(Dataset entries)
---+---

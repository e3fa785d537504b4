//! Receipts issued by the simulator and not yet completed

use fleet_shared::ReceiptId;
use std::collections::HashSet;
use tokio::sync::Mutex;

/// Outstanding receipts of one client session
#[derive(Default)]
pub struct ReceiptBook {
    outstanding: Mutex<HashSet<ReceiptId>>,
}

impl ReceiptBook {
    pub fn new() -> Self {
        Self::default()
    }

    /// Record a receipt handed out to the client
    pub async fn issue(&self, receipt: ReceiptId) {
        self.outstanding.lock().await.insert(receipt);
    }

    /// Claim a receipt for completion; false if it was cancelled or already completed
    pub async fn take(&self, receipt: &ReceiptId) -> bool {
        self.outstanding.lock().await.remove(receipt)
    }

    /// Drop cancelled receipts, returning how many were still outstanding
    pub async fn cancel(&self, receipts: &[ReceiptId]) -> usize {
        let mut outstanding = self.outstanding.lock().await;
        receipts.iter().filter(|r| outstanding.remove(*r)).count()
    }

    pub async fn len(&self) -> usize {
        self.outstanding.lock().await.len()
    }
}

---+---

### TASK TO COMPLETE
Only exact copies of the lines from the one containing "pub struct ReceiptBook" to the end of the records belong in the answer.

### FINISHED TASK
pub struct ReceiptBook {
    outstanding: Mutex<HashSet<ReceiptId>>,
}

impl ReceiptBook {
    pub fn new() -> Self {
        Self::default()
    }

    /// Record a receipt handed out to the client
    pub async fn issue(&self, receipt: ReceiptId) {
        self.outstanding.lock().await.insert(receipt);
    }

    /// Claim a receipt for completion; false if it was cancelled or already completed
    pub async fn take(&self, receipt: &ReceiptId) -> bool {
        self.outstanding.lock().await.remove(receipt)
    }

    /// Drop cancelled receipts, returning how many were still outstanding
    pub async fn cancel(&self, receipts: &[ReceiptId]) -> usize {
        let mut outstanding = self.outstanding.lock().await;
        receipts.iter().filter(|r| outstanding.remove(*r)).count()
    }

    pub async fn len(&self) -> usize {
        self.outstanding.lock().await.len()
    }
}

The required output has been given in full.